§ Problem details:
Determine how many lines in the records below include the word "DynamicImage" and output that number alone.

Data records
========================================
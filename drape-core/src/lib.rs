#[cfg(feature = "accelerate")]
extern crate accelerate_src;
#[cfg(feature = "mkl")]
extern crate intel_mkl_src;

pub mod dataset;
pub mod device_map;
pub mod generate;
pub mod loader;
mod loader_factory;
pub mod registry;
pub mod schedule;
mod stable_diffusion;
pub mod tokenizer;
pub mod training;
mod util;

pub use device_map::*;
pub use generate::{
    GenerateError, GeneratedImage, GenerationDefaults, GenerationParams, GenerationRequest,
    Generator,
};
use image::DynamicImage;
pub use loader::*;
pub use loader_factory::*;
pub use registry::{popular_models, resolve, ModelFiles, ModelSource, ResolvedModel, DEFAULT_MODEL_ID};
pub use stable_diffusion::{StableDiffusionLoader, StableDiffusionModel};
pub use tokenizer::PromptTokenizer;
pub use util::*;

/// Anything that turns fully resolved parameters into one image.
pub trait ModelLike: Send {
    fn run(&mut self, params: &GenerationParams) -> anyhow::Result<DynamicImage>;
}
========================================
§ Exercise result:
2